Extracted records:
★ ★ ★ ★ ★ ★ ★

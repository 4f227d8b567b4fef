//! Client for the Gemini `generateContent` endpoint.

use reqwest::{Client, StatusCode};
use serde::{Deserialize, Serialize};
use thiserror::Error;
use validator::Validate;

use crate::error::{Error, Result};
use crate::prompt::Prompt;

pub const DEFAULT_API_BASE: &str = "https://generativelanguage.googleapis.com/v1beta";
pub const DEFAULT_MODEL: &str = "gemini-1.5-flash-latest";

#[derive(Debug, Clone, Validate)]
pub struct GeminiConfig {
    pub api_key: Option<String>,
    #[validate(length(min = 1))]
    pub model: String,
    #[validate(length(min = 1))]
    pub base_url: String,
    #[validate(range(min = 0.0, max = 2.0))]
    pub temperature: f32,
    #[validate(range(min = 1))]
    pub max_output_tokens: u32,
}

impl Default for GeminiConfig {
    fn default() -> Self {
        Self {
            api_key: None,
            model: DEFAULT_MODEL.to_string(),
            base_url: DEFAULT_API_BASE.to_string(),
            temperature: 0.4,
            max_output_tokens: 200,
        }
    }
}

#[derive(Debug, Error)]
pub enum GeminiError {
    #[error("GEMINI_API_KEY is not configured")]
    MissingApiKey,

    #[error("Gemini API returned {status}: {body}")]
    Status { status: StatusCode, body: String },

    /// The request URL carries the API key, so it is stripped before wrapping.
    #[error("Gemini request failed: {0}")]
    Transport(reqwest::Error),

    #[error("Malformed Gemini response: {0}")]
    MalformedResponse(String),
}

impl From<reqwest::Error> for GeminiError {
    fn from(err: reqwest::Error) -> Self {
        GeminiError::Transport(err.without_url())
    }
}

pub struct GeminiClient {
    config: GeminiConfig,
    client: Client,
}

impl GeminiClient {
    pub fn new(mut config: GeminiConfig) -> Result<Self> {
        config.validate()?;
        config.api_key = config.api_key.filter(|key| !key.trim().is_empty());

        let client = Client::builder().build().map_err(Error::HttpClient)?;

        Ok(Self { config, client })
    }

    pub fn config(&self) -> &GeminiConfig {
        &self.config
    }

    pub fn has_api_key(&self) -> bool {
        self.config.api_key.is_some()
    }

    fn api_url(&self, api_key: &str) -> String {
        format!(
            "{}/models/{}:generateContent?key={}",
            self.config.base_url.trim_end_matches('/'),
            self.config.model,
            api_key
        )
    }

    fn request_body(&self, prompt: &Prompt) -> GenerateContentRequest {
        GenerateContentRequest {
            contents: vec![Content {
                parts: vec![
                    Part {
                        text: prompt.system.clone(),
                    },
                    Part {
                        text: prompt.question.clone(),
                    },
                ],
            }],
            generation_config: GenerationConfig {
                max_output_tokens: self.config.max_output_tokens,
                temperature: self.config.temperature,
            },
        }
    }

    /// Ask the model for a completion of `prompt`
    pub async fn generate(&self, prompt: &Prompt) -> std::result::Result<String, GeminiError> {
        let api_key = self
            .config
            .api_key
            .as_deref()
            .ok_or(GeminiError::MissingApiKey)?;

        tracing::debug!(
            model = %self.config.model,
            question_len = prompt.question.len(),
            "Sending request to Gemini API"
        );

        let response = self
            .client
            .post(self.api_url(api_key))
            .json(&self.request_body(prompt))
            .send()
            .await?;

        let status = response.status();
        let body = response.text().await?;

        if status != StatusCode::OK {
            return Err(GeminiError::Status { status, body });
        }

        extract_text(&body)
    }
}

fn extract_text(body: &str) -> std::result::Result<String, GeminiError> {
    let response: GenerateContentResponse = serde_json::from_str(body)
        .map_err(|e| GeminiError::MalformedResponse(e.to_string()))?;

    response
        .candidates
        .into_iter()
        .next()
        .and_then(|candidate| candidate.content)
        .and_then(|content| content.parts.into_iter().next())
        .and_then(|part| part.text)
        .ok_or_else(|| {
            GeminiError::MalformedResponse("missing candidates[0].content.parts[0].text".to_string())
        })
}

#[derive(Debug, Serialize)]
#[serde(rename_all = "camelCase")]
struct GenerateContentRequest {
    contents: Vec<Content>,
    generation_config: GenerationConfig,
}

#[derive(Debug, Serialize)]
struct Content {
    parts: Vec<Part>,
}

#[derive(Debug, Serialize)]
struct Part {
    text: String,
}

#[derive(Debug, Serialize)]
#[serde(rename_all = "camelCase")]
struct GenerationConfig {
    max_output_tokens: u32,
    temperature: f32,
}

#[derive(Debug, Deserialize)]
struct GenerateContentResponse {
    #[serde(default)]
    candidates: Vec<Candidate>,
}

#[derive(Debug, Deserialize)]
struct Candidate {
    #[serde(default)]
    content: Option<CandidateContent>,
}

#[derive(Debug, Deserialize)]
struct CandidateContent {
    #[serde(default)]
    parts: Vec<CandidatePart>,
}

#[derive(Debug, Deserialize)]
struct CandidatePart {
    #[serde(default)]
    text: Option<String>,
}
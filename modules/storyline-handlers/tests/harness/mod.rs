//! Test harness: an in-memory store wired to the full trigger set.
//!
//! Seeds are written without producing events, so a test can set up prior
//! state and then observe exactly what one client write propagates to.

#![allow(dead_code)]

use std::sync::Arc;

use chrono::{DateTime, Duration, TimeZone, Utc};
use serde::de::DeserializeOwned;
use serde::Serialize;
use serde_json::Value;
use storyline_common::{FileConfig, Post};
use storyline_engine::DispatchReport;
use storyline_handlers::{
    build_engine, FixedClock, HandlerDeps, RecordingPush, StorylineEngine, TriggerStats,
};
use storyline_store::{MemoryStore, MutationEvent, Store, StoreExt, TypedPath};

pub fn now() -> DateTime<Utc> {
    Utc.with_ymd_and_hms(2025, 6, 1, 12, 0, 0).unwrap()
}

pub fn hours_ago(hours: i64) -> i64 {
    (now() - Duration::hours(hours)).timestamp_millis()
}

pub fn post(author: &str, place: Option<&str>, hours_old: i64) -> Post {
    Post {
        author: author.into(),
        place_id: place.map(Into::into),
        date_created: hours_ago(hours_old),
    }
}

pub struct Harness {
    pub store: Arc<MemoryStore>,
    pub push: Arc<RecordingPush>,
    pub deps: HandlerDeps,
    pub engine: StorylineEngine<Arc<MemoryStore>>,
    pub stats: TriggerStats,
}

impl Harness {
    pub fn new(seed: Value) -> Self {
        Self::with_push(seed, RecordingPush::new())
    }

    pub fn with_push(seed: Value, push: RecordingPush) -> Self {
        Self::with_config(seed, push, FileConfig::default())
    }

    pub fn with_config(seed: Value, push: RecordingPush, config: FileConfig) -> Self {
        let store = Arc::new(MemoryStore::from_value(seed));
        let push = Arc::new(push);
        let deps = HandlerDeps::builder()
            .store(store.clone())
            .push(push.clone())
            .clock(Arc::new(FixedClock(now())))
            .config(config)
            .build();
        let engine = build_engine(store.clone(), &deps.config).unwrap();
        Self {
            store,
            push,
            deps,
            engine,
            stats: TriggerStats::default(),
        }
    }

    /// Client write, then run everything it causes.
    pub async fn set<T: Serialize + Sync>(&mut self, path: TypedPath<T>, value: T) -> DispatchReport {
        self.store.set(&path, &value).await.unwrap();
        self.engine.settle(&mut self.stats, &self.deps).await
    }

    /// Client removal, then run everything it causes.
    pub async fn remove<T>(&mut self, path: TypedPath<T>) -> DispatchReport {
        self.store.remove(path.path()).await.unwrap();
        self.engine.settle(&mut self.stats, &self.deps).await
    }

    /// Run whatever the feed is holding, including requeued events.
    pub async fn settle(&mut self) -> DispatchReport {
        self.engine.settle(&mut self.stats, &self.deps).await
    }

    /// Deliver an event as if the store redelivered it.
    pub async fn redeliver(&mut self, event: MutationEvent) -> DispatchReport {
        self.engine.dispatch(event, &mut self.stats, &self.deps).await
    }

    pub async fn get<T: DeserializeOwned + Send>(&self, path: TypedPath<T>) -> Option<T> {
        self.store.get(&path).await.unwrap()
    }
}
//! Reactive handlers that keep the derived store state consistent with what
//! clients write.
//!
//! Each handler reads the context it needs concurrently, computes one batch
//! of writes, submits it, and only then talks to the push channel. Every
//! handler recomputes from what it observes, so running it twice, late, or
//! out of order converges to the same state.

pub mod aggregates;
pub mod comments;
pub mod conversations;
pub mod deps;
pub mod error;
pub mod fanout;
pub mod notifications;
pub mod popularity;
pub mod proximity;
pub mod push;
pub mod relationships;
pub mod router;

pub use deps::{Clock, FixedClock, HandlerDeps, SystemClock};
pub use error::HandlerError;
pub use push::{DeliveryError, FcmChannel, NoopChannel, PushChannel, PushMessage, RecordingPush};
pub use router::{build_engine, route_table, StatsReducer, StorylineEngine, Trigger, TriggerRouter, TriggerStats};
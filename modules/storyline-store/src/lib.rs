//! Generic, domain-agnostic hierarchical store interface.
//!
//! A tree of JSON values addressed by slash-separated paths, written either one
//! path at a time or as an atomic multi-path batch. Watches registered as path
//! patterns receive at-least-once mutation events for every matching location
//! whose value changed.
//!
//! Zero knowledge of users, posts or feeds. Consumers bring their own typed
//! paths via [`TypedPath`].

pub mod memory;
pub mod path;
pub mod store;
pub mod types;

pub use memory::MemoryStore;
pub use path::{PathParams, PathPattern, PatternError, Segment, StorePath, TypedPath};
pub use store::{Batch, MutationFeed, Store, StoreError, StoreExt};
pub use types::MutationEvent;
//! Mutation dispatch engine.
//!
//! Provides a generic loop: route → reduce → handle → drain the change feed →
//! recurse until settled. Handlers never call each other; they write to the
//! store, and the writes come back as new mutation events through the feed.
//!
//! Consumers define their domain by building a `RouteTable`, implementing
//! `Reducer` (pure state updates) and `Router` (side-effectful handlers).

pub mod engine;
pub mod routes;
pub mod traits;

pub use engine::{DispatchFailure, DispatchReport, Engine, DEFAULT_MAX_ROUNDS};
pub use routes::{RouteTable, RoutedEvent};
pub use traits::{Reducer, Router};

★ ★ ★ ★ ★ ★ ★

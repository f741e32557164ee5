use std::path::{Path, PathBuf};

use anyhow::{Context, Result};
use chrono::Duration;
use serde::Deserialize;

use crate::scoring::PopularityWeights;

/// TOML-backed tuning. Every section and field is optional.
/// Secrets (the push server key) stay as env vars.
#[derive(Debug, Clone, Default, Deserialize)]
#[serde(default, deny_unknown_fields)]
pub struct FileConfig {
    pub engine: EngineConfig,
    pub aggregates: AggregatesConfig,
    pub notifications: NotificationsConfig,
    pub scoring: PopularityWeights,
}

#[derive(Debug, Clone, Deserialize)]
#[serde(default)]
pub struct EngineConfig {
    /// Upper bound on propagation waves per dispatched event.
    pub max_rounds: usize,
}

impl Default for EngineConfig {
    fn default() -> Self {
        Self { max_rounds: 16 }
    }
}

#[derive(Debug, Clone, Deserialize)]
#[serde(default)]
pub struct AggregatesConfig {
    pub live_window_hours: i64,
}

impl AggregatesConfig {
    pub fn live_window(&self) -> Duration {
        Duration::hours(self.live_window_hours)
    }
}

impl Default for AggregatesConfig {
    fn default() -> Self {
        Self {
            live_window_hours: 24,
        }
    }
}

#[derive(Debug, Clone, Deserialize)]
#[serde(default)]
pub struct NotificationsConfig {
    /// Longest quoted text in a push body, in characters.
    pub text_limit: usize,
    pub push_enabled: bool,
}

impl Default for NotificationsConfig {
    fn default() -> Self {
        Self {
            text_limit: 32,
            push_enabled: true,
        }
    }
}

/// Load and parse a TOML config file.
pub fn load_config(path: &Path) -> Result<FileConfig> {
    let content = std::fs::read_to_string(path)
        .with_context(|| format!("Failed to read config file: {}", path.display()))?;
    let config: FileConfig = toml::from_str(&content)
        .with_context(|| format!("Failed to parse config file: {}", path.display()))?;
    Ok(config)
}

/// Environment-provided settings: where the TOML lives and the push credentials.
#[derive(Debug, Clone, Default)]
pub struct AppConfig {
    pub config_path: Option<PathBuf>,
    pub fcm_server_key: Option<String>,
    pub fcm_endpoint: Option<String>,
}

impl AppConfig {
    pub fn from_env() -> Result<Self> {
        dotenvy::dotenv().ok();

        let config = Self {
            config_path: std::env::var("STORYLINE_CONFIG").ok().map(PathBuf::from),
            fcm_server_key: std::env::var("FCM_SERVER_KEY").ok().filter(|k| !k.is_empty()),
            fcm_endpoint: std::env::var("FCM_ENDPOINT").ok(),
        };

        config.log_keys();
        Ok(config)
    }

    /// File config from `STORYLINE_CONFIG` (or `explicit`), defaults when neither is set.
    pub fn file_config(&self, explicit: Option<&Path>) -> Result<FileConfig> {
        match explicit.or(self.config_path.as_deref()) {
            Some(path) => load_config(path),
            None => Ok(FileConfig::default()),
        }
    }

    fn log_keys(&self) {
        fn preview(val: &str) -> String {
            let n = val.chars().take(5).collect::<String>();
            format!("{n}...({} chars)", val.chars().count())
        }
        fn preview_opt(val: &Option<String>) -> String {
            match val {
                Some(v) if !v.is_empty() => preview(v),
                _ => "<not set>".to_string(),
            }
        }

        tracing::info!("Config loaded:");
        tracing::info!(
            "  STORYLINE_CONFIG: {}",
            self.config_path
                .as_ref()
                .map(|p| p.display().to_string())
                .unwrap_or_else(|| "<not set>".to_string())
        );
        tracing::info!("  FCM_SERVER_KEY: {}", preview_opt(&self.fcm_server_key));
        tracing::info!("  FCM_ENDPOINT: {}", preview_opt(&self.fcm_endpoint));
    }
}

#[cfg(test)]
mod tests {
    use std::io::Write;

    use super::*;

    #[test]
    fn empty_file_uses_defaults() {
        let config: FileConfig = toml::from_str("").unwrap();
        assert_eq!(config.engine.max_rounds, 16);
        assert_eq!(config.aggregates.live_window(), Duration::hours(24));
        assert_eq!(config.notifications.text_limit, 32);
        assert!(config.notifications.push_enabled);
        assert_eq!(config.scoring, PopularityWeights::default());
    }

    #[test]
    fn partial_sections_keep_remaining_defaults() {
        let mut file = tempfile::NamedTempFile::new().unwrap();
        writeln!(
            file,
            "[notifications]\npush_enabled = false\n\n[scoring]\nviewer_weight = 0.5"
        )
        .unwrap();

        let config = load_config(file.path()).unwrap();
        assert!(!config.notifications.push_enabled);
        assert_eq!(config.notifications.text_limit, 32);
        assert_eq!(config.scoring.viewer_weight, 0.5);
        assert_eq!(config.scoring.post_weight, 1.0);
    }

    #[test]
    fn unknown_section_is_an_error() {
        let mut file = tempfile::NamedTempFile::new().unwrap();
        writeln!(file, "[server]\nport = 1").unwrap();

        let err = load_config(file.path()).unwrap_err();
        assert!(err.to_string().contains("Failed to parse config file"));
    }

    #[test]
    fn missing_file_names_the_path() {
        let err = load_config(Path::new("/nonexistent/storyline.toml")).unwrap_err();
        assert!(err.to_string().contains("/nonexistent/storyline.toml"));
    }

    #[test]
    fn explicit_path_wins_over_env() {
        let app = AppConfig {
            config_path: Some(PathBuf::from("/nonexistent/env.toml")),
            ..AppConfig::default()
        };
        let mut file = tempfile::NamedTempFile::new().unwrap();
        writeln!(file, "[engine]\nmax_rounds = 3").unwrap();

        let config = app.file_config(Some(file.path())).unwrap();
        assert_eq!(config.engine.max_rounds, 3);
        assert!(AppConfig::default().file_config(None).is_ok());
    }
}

★ ★ ★ ★ ★ ★ ★

Directions for this task:
Would you retype exactly the lines above, from the line with "repository 4f227d8b567b4fef" to the line with "use crate::prompt::Prompt;", with both end lines kept and nothing more?

Answer space:
repository 4f227d8b567b4fef
//! Client for the Gemini `generateContent` endpoint.

use reqwest::{Client, StatusCode};
use serde::{Deserialize, Serialize};
use thiserror::Error;
use validator::Validate;

use crate::error::{Error, Result};
use crate::prompt::Prompt;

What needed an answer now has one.